Orlando, FL — Another week and another user-privacy driven update in the Digital Marketing world. Yesterday, Google announced that after they officially kill off third-party cookies, they are, “making explicit that once third-party cookies are phased out, we will not build alternate identifiers to track individuals as they browse across the web, nor will we use them in our products”.
This “new” information did not take us by surprise, as Google and other media partners previously made it clear that their intention was to completely abolish tracking via third-party cookies. Third party cookies have served as the primary method of cross-site, behavioral tracking – providing programmatic media partners to serve highly targeted ads to granular audiences/personas.

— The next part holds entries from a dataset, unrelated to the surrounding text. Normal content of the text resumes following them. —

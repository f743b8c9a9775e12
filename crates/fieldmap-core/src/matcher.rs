//! Three-tier alignment of two sibling field sets.
//!
//! 1. **Exact**: identical (case-sensitive) names.
//! 2. **Semantic**: pairs proposed by the [`SemanticOracle`] for the fields
//!    left over by tier 1.
//! 3. **Fuzzy**: for the fields left over by tiers 1 and 2, each source takes
//!    its best [`combined_similarity`] target above the threshold.
//!
//! Matching is local: a target may be picked by several sources in the fuzzy
//! tier, and nothing enforces a one-to-one assignment across tiers.

use std::collections::{BTreeMap, BTreeSet, HashSet};

use tracing::{debug, trace, warn};

use fieldmap_model::SchemaNode;

use crate::options::{EngineOptions, OraclePolicy};
use crate::oracle::{OracleMatches, SemanticOracle};
use crate::score::{ScoreWeights, combined_similarity};

/// The tier that produced a match.
#[derive(Debug, Clone, Copy, PartialEq, Eq, PartialOrd, Ord, Hash)]
pub enum MatchTier {
    Exact,
    Semantic,
    Fuzzy,
}

impl MatchTier {
    #[must_use]
    pub const fn as_str(&self) -> &'static str {
        match self {
            Self::Exact => "exact",
            Self::Semantic => "semantic",
            Self::Fuzzy => "fuzzy",
        }
    }
}

/// One source-to-target field correspondence.
#[derive(Debug, Clone, PartialEq)]
pub struct FieldMatch {
    pub source: String,
    pub target: String,
    pub tier: MatchTier,
    /// Combined similarity, recorded for fuzzy matches only.
    pub score: Option<f64>,
}

/// Result of matching one level: at most one target per source name.
///
/// Entries follow the declaration order of the source fields. Oracle pairs
/// naming a source outside the offered list (possible under
/// [`OraclePolicy::Trusted`]) come last, in name order.
#[derive(Debug, Clone, Default, PartialEq)]
pub struct FieldMatches {
    entries: Vec<FieldMatch>,
}

impl FieldMatches {
    pub fn len(&self) -> usize {
        self.entries.len()
    }

    pub fn is_empty(&self) -> bool {
        self.entries.is_empty()
    }

    pub fn iter(&self) -> std::slice::Iter<'_, FieldMatch> {
        self.entries.iter()
    }

    pub fn get(&self, source: &str) -> Option<&FieldMatch> {
        self.entries.iter().find(|entry| entry.source == source)
    }

    pub fn target_for(&self, source: &str) -> Option<&str> {
        self.get(source).map(|entry| entry.target.as_str())
    }

    pub fn count(&self, tier: MatchTier) -> usize {
        self.entries.iter().filter(|entry| entry.tier == tier).count()
    }
}

impl<'a> IntoIterator for &'a FieldMatches {
    type Item = &'a FieldMatch;
    type IntoIter = std::slice::Iter<'a, FieldMatch>;

    fn into_iter(self) -> Self::IntoIter {
        self.entries.iter()
    }
}

/// Aligns the children of two schema nodes.
pub struct FieldMatcher<'a> {
    oracle: &'a dyn SemanticOracle,
    weights: ScoreWeights,
    fuzzy_threshold: f64,
    oracle_policy: OraclePolicy,
}

impl<'a> FieldMatcher<'a> {
    pub fn new(oracle: &'a dyn SemanticOracle, options: &EngineOptions) -> Self {
        Self {
            oracle,
            weights: options.weights,
            fuzzy_threshold: options.fuzzy_threshold,
            oracle_policy: options.oracle_policy,
        }
    }

    pub fn oracle_name(&self) -> &str {
        self.oracle.name()
    }

    /// Match `sources` against `targets`.
    ///
    /// Calls the oracle exactly once, even when either side is empty. An
    /// oracle failure is logged and treated as "no semantic matches".
    pub fn match_fields(&self, sources: &[SchemaNode], targets: &[SchemaNode]) -> FieldMatches {
        // Tier 1: exact names.
        let target_names: HashSet<&str> = targets.iter().map(SchemaNode::name).collect();
        let exact: BTreeSet<&str> = sources
            .iter()
            .map(SchemaNode::name)
            .filter(|name| target_names.contains(name))
            .collect();

        let remaining_sources: Vec<&SchemaNode> = sources
            .iter()
            .filter(|node| !exact.contains(node.name()))
            .collect();
        let remaining_targets: Vec<&SchemaNode> = targets
            .iter()
            .filter(|node| !exact.contains(node.name()))
            .collect();

        // Tier 2: semantic oracle.
        let semantic = self.semantic_matches(&remaining_sources, &remaining_targets, &exact);

        // Tier 3: fuzzy similarity over what is left.
        let claimed: HashSet<&str> = semantic.values().map(String::as_str).collect();
        let fuzzy_sources: Vec<&SchemaNode> = remaining_sources
            .into_iter()
            .filter(|node| !semantic.contains_key(node.name()))
            .collect();
        let fuzzy_targets: Vec<&SchemaNode> = remaining_targets
            .into_iter()
            .filter(|node| !claimed.contains(node.name()))
            .collect();
        let fuzzy = self.fuzzy_matches(&fuzzy_sources, &fuzzy_targets);

        let matches = assemble(sources, &exact, &semantic, &fuzzy);
        debug!(
            sources = sources.len(),
            targets = targets.len(),
            exact = matches.count(MatchTier::Exact),
            semantic = matches.count(MatchTier::Semantic),
            fuzzy = matches.count(MatchTier::Fuzzy),
            "matched fields"
        );
        matches
    }

    fn semantic_matches(
        &self,
        sources: &[&SchemaNode],
        targets: &[&SchemaNode],
        exact: &BTreeSet<&str>,
    ) -> OracleMatches {
        let source_names: Vec<&str> = sources.iter().map(|node| node.name()).collect();
        let target_names: Vec<&str> = targets.iter().map(|node| node.name()).collect();

        let proposed = match self.oracle.propose_matches(&source_names, &target_names) {
            Ok(proposed) => proposed,
            Err(error) => {
                warn!(
                    oracle = self.oracle.name(),
                    %error,
                    "semantic oracle failed; continuing with fuzzy matching"
                );
                return OracleMatches::new();
            }
        };

        let mut accepted = OracleMatches::new();
        let mut claimed_targets = BTreeSet::new();
        let mut dropped = 0usize;
        for (source, target) in proposed {
            // Exact matches are never overridden, whatever the policy.
            if exact.contains(source.as_str()) {
                dropped += 1;
                continue;
            }
            if self.oracle_policy == OraclePolicy::Validated
                && (!source_names.contains(&source.as_str())
                    || !target_names.contains(&target.as_str())
                    || !claimed_targets.insert(target.clone()))
            {
                dropped += 1;
                continue;
            }
            accepted.insert(source, target);
        }
        if dropped > 0 {
            warn!(
                oracle = self.oracle.name(),
                dropped,
                policy = ?self.oracle_policy,
                "discarded semantic matches"
            );
        }
        accepted
    }

    /// Best target per source above the threshold.
    ///
    /// On equal scores the target evaluated last (in target order) wins.
    fn fuzzy_matches<'n>(
        &self,
        sources: &[&'n SchemaNode],
        targets: &[&'n SchemaNode],
    ) -> BTreeMap<&'n str, (&'n str, f64)> {
        let mut matches = BTreeMap::new();
        for source in sources {
            let mut best: Option<(&str, f64)> = None;
            for target in targets {
                let score = combined_similarity(source, target, &self.weights);
                if score > self.fuzzy_threshold && best.is_none_or(|(_, top)| score >= top) {
                    best = Some((target.name(), score));
                }
            }
            if let Some((target, score)) = best {
                trace!(source = source.name(), target, score, "fuzzy match");
                matches.insert(source.name(), (target, score));
            }
        }
        matches
    }
}

fn assemble(
    sources: &[SchemaNode],
    exact: &BTreeSet<&str>,
    semantic: &OracleMatches,
    fuzzy: &BTreeMap<&str, (&str, f64)>,
) -> FieldMatches {
    let mut entries = Vec::new();
    let mut seen = HashSet::new();
    for source in sources {
        let name = source.name();
        if !seen.insert(name) {
            continue;
        }
        let entry = if exact.contains(name) {
            FieldMatch {
                source: name.to_string(),
                target: name.to_string(),
                tier: MatchTier::Exact,
                score: None,
            }
        } else if let Some(target) = semantic.get(name) {
            FieldMatch {
                source: name.to_string(),
                target: target.clone(),
                tier: MatchTier::Semantic,
                score: None,
            }
        } else if let Some((target, score)) = fuzzy.get(name) {
            FieldMatch {
                source: name.to_string(),
                target: (*target).to_string(),
                tier: MatchTier::Fuzzy,
                score: Some(*score),
            }
        } else {
            continue;
        };
        entries.push(entry);
    }
    for (source, target) in semantic {
        if !seen.contains(source.as_str()) {
            entries.push(FieldMatch {
                source: source.clone(),
                target: target.clone(),
                tier: MatchTier::Semantic,
                score: None,
            });
        }
    }
    FieldMatches { entries }
}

Yesterday’s announcement by Google stated that they will no longer be selling ads based on individual user data, which taken at face value, sounds like a potentially apocalyptic shift in audience building and targeting. Audience profiles and targeting done on a deterministic basis (1:1 user profiling) will no longer be available within Google Ads (with the exception of Customer Match done through email list uploads).

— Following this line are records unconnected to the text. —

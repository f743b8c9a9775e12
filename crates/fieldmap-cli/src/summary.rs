use std::collections::HashSet;

use comfy_table::modifiers::{UTF8_ROUND_CORNERS, UTF8_SOLID_INNER_BORDERS};
use comfy_table::presets::{UTF8_FULL, UTF8_FULL_CONDENSED};
use comfy_table::{Attribute, Cell, CellAlignment, Color, ContentArrangement, Table};

use fieldmap_model::{
    ConfidenceLevel, ConfidenceThresholds, MappingConfiguration, NodeType, SchemaNode, join_path,
};

use crate::commands::MapOutcome;

pub fn print_map_summary(outcome: &MapOutcome) {
    let config = &outcome.config;
    println!("Source: {}", outcome.source_path.display());
    println!("Target: {}", outcome.target_path.display());
    println!("Strategy: {:?}, oracle: {}", outcome.strategy, outcome.oracle);
    println!("{}", rules_table(config));
    println!(
        "Overall confidence: {:.2} ({} rules)",
        config.overall_confidence(),
        config.len()
    );
    if let Some(levels) = level_line(config) {
        println!("{levels}");
    }

    let unmapped_source = unmapped_paths(
        &outcome.source,
        config.rules().iter().map(|r| r.source_path.as_str()),
    );
    let unmapped_target = unmapped_paths(
        &outcome.target,
        config.rules().iter().map(|r| r.target_path.as_str()),
    );
    if !unmapped_source.is_empty() || !unmapped_target.is_empty() {
        println!();
        println!("Unmapped fields:");
        println!("{}", unmapped_table(&unmapped_source, &unmapped_target));
    }
}

pub fn rules_table(config: &MappingConfiguration) -> Table {
    let thresholds = ConfidenceThresholds::default();
    let mut table = Table::new();
    table.set_header(vec![
        header_cell("Source"),
        header_cell("Target"),
        header_cell("Transformation"),
        header_cell("Confidence"),
        header_cell("Level"),
    ]);
    apply_summary_table_style(&mut table);
    align_column(&mut table, 2, CellAlignment::Center);
    align_column(&mut table, 3, CellAlignment::Right);
    align_column(&mut table, 4, CellAlignment::Center);
    for rule in config.rules() {
        let level = thresholds.categorize(rule.confidence_score);
        table.add_row(vec![
            Cell::new(&rule.source_path),
            Cell::new(&rule.target_path),
            Cell::new(rule.transformation.as_str()),
            Cell::new(format!("{:.2}", rule.confidence_score)).fg(level_color(level)),
            level_cell(level),
        ]);
    }
    table
}

/// Leaf paths of `root` that no rule refers to, in document order.
pub fn unmapped_paths<'a>(
    root: &SchemaNode,
    mapped: impl IntoIterator<Item = &'a str>,
) -> Vec<String> {
    let mapped: HashSet<&str> = mapped.into_iter().collect();
    root.leaf_paths()
        .into_iter()
        .filter(|path| !mapped.contains(path.as_str()))
        .collect()
}

/// Every node below `root` as `(path, type)`, parents before children.
pub fn schema_rows(root: &SchemaNode) -> Vec<(String, NodeType)> {
    fn walk(node: &SchemaNode, ancestor: &str, rows: &mut Vec<(String, NodeType)>) {
        let path = join_path(ancestor, node.name());
        rows.push((path.clone(), node.node_type()));
        for child in node.children() {
            walk(child, &path, rows);
        }
    }

    let mut rows = Vec::new();
    for child in root.children() {
        walk(child, "", &mut rows);
    }
    rows
}

pub fn print_schema_table(root: &SchemaNode) {
    let mut table = Table::new();
    table.set_header(vec![header_cell("Path"), header_cell("Type")]);
    apply_table_style(&mut table);
    for (path, node_type) in schema_rows(root) {
        let type_cell = if node_type.is_container() {
            Cell::new(node_type).fg(Color::Blue)
        } else {
            Cell::new(node_type)
        };
        table.add_row(vec![Cell::new(path), type_cell]);
    }
    println!("Root: {}", root.node_type());
    println!("{table}");
}

fn unmapped_table(source: &[String], target: &[String]) -> Table {
    let mut table = Table::new();
    table.set_header(vec![header_cell("Source"), header_cell("Target")]);
    apply_table_style(&mut table);
    for row in 0..source.len().max(target.len()) {
        table.add_row(vec![path_or_dash(source.get(row)), path_or_dash(target.get(row))]);
    }
    table
}

fn level_line(config: &MappingConfiguration) -> Option<String> {
    let counts = config.count_by_level(&ConfidenceThresholds::default());
    if counts.is_empty() {
        return None;
    }
    let parts: Vec<String> = counts
        .iter()
        .rev()
        .map(|(level, count)| format!("{}: {count}", level.label()))
        .collect();
    Some(format!("Levels: {}", parts.join(", ")))
}

fn level_cell(level: Option<ConfidenceLevel>) -> Cell {
    match level {
        Some(level) => Cell::new(level.label()).fg(level_color(Some(level))),
        None => dim_cell("-"),
    }
}

fn level_color(level: Option<ConfidenceLevel>) -> Color {
    match level {
        Some(ConfidenceLevel::High) => Color::Green,
        Some(ConfidenceLevel::Medium) => Color::Yellow,
        Some(ConfidenceLevel::Low) => Color::Red,
        None => Color::DarkGrey,
    }
}

fn path_or_dash(path: Option<&String>) -> Cell {
    match path {
        Some(path) => Cell::new(path),
        None => dim_cell("-"),
    }
}

fn apply_table_style(table: &mut Table) {
    table
        .load_preset(UTF8_FULL_CONDENSED)
        .apply_modifier(UTF8_ROUND_CORNERS)
        .set_content_arrangement(ContentArrangement::Dynamic)
        .set_width(120);
}

fn apply_summary_table_style(table: &mut Table) {
    table
        .load_preset(UTF8_FULL)
        .apply_modifier(UTF8_ROUND_CORNERS)
        .apply_modifier(UTF8_SOLID_INNER_BORDERS)
        .set_content_arrangement(ContentArrangement::Dynamic)
        .set_width(140);
}

fn align_column(table: &mut Table, index: usize, alignment: CellAlignment) {
    if let Some(column) = table.column_mut(index) {
        column.set_cell_alignment(alignment);
    }
}

fn header_cell(label: &str) -> Cell {
    Cell::new(label)
        .fg(Color::Cyan)
        .add_attribute(Attribute::Bold)
}

fn dim_cell<T: ToString>(value: T) -> Cell {
    Cell::new(value).fg(Color::DarkGrey)
}

#[cfg(test)]
mod tests {
    use fieldmap_model::MappingRule;

    use super::*;

    fn sample_tree() -> SchemaNode {
        SchemaNode::object(
            "",
            vec![
                SchemaNode::leaf("id", NodeType::Number),
                SchemaNode::array(
                    "tags",
                    Some(SchemaNode::leaf("item", NodeType::String)),
                ),
                SchemaNode::object("meta", vec![SchemaNode::leaf("created", NodeType::String)]),
            ],
        )
    }

    #[test]
    fn unmapped_paths_skip_mapped_leaves() {
        let unmapped = unmapped_paths(&sample_tree(), ["id", "meta.created"]);
        assert_eq!(unmapped, vec!["tags.item".to_string()]);
    }

    #[test]
    fn schema_rows_list_every_node() {
        let rows = schema_rows(&sample_tree());
        let paths: Vec<&str> = rows.iter().map(|(path, _)| path.as_str()).collect();
        assert_eq!(paths, vec!["id", "tags", "tags.item", "meta", "meta.created"]);
        assert_eq!(rows[1].1, NodeType::Array);
    }

    #[test]
    fn level_line_lists_highest_first() {
        let config = MappingConfiguration::from_rules(
            vec![
                MappingRule::direct("a", "a", 1.0),
                MappingRule::direct("b", "b", 0.85),
                MappingRule::direct("c", "c", 0.65),
                MappingRule::direct("d", "d", 0.3),
            ],
            "test",
        );
        assert_eq!(
            level_line(&config).as_deref(),
            Some("Levels: High: 1, Medium: 1, Low: 1")
        );
        assert_eq!(level_line(&MappingConfiguration::empty("test")), None);
    }

    #[test]
    fn rules_table_has_one_row_per_rule() {
        let config = MappingConfiguration::from_rules(
            vec![
                MappingRule::direct("first_name", "firstName", 1.0),
                MappingRule::direct("email", "emailAddress", 0.59),
            ],
            "test",
        );
        let table = rules_table(&config);
        assert_eq!(table.row_count(), 2);
        let rendered = table.to_string();
        assert!(rendered.contains("firstName"));
        assert!(rendered.contains("0.59"));
    }
}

Tracking across the web in the imminent future will be handled by what Google is calling “privacy-preserving APIs.” These APIs will enable audience-centric advertising by algorithmically creating groups of users with similar interests/behaviors. While deterministic profiling will be going away, it will be augmented by probabilistic audience building conducted by the publisher by use of aggregated web data. Doing away with individual user tracking also serves to decrease the liability associated with relying on tactics that may be ruled ultimately impossible across all platforms and browsers in the future; and potentially more importantly at this time, will in all likelihood increase the trust and comfort level of web users when it comes to interacting with, and converting from advertising.
Although this specific change from Google will not have a tangible impact on Google Search or Youtube advertising, when viewed in accordance with industry privacy shifts as a whole, it further underscores the importance of first-party data when planning and executing any digital marketing strategy.